Work item. Find the string "broadcast" in the records and copy each line where it occurs.

Record set.
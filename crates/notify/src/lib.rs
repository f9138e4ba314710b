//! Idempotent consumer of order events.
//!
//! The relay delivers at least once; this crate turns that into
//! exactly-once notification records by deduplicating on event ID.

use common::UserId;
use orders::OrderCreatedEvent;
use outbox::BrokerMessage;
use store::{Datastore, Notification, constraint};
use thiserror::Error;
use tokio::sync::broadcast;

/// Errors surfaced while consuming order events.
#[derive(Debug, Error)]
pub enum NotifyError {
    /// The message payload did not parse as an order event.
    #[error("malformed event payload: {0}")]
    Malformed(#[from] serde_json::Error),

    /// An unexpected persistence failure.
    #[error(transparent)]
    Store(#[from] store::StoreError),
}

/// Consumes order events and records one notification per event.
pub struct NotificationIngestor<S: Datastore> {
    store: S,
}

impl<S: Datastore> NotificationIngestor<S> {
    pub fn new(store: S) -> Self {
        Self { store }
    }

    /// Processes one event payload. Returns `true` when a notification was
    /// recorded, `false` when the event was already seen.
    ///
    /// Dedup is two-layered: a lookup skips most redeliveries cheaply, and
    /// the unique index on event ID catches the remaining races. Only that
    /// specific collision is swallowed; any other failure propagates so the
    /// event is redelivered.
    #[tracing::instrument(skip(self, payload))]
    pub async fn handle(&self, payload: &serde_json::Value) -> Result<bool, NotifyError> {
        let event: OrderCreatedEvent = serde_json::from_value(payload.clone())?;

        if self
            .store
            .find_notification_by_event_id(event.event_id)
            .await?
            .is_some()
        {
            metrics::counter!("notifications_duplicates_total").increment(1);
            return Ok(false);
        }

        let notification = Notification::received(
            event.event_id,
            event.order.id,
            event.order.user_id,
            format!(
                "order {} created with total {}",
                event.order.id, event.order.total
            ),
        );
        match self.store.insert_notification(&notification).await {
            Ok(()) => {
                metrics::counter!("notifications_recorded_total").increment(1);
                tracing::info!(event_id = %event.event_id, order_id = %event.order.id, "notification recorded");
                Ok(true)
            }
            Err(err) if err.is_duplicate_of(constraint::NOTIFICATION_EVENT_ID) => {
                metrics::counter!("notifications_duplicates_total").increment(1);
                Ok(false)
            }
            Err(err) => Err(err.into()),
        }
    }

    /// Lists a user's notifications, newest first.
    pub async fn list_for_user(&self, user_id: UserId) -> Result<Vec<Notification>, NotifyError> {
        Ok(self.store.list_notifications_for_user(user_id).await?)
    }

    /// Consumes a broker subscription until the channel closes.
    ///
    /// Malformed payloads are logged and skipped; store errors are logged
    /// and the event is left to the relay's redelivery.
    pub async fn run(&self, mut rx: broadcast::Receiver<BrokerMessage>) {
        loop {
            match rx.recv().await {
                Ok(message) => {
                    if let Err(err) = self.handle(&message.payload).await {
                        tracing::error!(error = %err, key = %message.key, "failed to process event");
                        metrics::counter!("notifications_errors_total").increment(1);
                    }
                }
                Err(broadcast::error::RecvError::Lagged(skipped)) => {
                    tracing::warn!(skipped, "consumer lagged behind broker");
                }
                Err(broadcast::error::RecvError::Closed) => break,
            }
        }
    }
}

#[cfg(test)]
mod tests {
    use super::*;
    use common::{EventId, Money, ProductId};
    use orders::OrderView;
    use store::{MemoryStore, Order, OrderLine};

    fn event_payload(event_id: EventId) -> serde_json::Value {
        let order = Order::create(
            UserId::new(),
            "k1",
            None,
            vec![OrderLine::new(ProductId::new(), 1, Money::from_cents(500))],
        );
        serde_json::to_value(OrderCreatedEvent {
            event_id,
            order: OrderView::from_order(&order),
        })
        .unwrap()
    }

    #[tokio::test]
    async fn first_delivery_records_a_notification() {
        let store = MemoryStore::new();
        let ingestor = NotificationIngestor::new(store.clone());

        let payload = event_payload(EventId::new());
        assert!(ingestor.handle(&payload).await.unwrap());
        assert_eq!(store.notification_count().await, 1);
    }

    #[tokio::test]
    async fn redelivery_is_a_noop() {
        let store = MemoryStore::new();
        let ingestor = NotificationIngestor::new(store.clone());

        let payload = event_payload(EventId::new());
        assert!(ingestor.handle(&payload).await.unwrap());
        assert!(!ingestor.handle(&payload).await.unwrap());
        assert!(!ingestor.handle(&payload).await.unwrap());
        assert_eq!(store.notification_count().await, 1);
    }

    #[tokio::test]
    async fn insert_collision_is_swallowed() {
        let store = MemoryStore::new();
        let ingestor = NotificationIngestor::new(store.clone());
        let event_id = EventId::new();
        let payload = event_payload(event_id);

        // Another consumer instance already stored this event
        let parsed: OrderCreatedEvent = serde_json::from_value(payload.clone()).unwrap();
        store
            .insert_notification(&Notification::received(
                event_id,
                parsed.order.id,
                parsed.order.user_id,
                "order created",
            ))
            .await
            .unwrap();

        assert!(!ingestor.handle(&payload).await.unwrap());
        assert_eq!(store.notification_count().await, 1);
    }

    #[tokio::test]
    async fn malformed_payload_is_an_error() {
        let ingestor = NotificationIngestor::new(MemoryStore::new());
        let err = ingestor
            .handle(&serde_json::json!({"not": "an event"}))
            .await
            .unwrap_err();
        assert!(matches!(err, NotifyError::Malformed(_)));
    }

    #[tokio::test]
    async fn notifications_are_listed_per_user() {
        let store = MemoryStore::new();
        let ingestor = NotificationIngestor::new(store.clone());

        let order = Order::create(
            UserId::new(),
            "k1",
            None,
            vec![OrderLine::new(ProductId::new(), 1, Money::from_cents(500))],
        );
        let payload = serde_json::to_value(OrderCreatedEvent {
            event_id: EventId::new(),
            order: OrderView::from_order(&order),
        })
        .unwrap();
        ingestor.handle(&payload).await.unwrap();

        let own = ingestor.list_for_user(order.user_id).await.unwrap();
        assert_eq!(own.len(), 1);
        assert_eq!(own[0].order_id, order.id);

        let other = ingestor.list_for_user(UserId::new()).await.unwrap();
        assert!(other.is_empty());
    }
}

Task solution.
use tokio::sync::broadcast;
    pub async fn run(&self, mut rx: broadcast::Receiver<BrokerMessage>) {
                Err(broadcast::error::RecvError::Lagged(skipped)) => {
                Err(broadcast::error::RecvError::Closed) => break,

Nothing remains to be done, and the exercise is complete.